By Doug Brown

My introduction to the Olympics was in 1988 when I was 14 years old. My father attended the 1988 Winter Olympics in Calgary, Alberta, Canada. The Games’ main events included skiing, luge, ice hockey, and figure skating. Nothing too untraditional or out of the norm. The most radical outcast, known as Eddie the Eagle, would soar to win a British ski jumping record. My father was witness to this event.

In ’88 I had bought my first snowboard, the Black Snow Legend SE. This was a time when ski resorts would snub their noses at snowboarding and it was rare to find a ski resort that would allow this new snowboarding wave. Snowboarding wouldn’t see the slopes in the Olympics until 10 years later in 1998. Between my skateboard and my snowboard, I was part of a subculture during that time. There was a feeling of not being invited to the party back then when I thought of the Olympics. Now the party has come to us.

The Olympics needs skateboarding more than skateboarding needs the Olympics. With that said, there is a growth and spotlight that skateboarding has obtained that I could never have imagined when I was 14 years old. A positive element of the large spotlight on skateboarding will indeed inspire a whole new generation of kids to discover the activity. Maybe the spotlight will help diminish a lot of stereotypes that all skateboarders are subject to.

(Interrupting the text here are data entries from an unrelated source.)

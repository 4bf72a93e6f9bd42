//! Response compression handler.
//!
//! Always continues. When the request's `Accept-Encoding` names one of the
//! configured algorithms with a non-zero quality, the best one by client
//! preference is mirrored into `Content-Encoding`.

use crate::context::SimulationContext;
use crate::handler::{CodeTarget, HandlerOutcome, MiddlewareHandler, ValidationScope};
use crate::trace::{SimulationTrace, StepDecision};
use crate::validation::ValidationIssue;
use daedalus_core::{MiddlewareConfig, MiddlewareKind};
use serde_json::json;

/// Compression handler.
#[derive(Debug, Clone, Copy, Default)]
pub struct CompressionHandler;

impl CompressionHandler {
    /// Parses an `Accept-Encoding` value into `(encoding, quality)` pairs,
    /// sorted by quality descending.
    fn parse_accept_encoding(header_value: &str) -> Vec<(String, f32)> {
        let mut encodings = Vec::new();

        for part in header_value.split(',') {
            let part = part.trim();
            if part.is_empty() {
                continue;
            }

            let mut quality = 1.0f32;
            let mut encoding = part;

            if let Some((name, params)) = part.split_once(';') {
                encoding = name;
                for param in params.split(';') {
                    if let Some(q) = param.trim().strip_prefix("q=") {
                        if let Ok(q) = q.trim().parse::<f32>() {
                            quality = q.clamp(0.0, 1.0);
                        }
                    }
                }
            }

            encodings.push((encoding.trim().to_ascii_lowercase(), quality));
        }

        encodings.sort_by(|a, b| b.1.partial_cmp(&a.1).unwrap_or(std::cmp::Ordering::Equal));
        encodings
    }

    /// Picks the client's most preferred encoding that is configured.
    fn select(algorithms: &[String], accept_encoding: &str) -> Option<String> {
        Self::parse_accept_encoding(accept_encoding)
            .into_iter()
            .filter(|(_, quality)| *quality > 0.0)
            .find_map(|(encoding, _)| {
                algorithms
                    .iter()
                    .find(|algorithm| algorithm.eq_ignore_ascii_case(&encoding))
                    .cloned()
            })
    }
}

fn provider(algorithm: &str) -> Option<&'static str> {
    match algorithm.to_ascii_lowercase().as_str() {
        "br" => Some("BrotliCompressionProvider"),
        "gzip" => Some("GzipCompressionProvider"),
        _ => None,
    }
}

impl MiddlewareHandler for CompressionHandler {
    fn kind(&self) -> MiddlewareKind {
        MiddlewareKind::Compression
    }

    fn default_config(&self) -> MiddlewareConfig {
        MiddlewareConfig::new()
            .with("algorithms", vec!["br", "gzip"])
            .with("enableForHttps", true)
    }

    fn simulate(
        &self,
        config: &MiddlewareConfig,
        ctx: &mut SimulationContext,
        trace: &mut SimulationTrace,
    ) -> HandlerOutcome {
        let algorithms = config.string_list("algorithms");
        let accept = ctx.header("Accept-Encoding").unwrap_or("").to_string();

        match Self::select(&algorithms, &accept) {
            Some(encoding) => {
                trace.record_with(
                    format!("Response will be compressed with {encoding}"),
                    StepDecision::Continue,
                    json!({ "acceptEncoding": accept, "encoding": encoding }),
                );
                HandlerOutcome::proceed()
                    .with_header("Content-Encoding", encoding)
                    .with_header("Vary", "Accept-Encoding")
            }
            None => {
                trace.record_with(
                    "No acceptable encoding; response left uncompressed",
                    StepDecision::Continue,
                    json!({ "acceptEncoding": accept, "algorithms": algorithms }),
                );
                HandlerOutcome::proceed()
            }
        }
    }

    fn validate(
        &self,
        config: &MiddlewareConfig,
        _scope: &ValidationScope<'_>,
        node_id: &str,
    ) -> Vec<ValidationIssue> {
        if config.string_list("algorithms").is_empty() {
            vec![ValidationIssue::warning(
                node_id,
                "No compression algorithms configured; responses are never compressed",
            )]
        } else {
            Vec::new()
        }
    }

    fn generate_code(&self, _config: &MiddlewareConfig, target: &CodeTarget) -> String {
        target.call("UseResponseCompression()")
    }

    fn generate_service_registration(&self, config: &MiddlewareConfig, builder: &str) -> String {
        let mut lines = vec![
            format!("{builder}.Services.AddResponseCompression(options =>"),
            "{".to_string(),
            format!(
                "    options.EnableForHttps = {};",
                config.bool_or("enableForHttps", true)
            ),
        ];
        for algorithm in config.string_list("algorithms") {
            if let Some(provider) = provider(&algorithm) {
                lines.push(format!("    options.Providers.Add<{provider}>();"));
            }
        }
        lines.push("});".to_string());
        lines.join("\n")
    }
}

There is a loud drum roll for the upcoming 2021 Summer Olympics in Tokyo. Skateboarding as an event will reach a new global plateau. The activity has come a long way in its transformation to the public eye. I’m a skateboarder that has invested nearly four decades of my life in that wooden board and four spinning wheels. I can’t help but ask the Olympics, “What took so long?” Here we are today, the earth will now have legions of Olympic hopeful skaters ready to represent their countries with their skateboarding talent.

The father of the modern Olympic Games Pierre de Coubertin in 1908 developed the Olympics creed. The creed reads: “The most important thing in the Olympic Games is not to win but to take part, just as the most important thing in life is not the triumph but the struggle. The essential thing is not to have conquered but to have fought well.”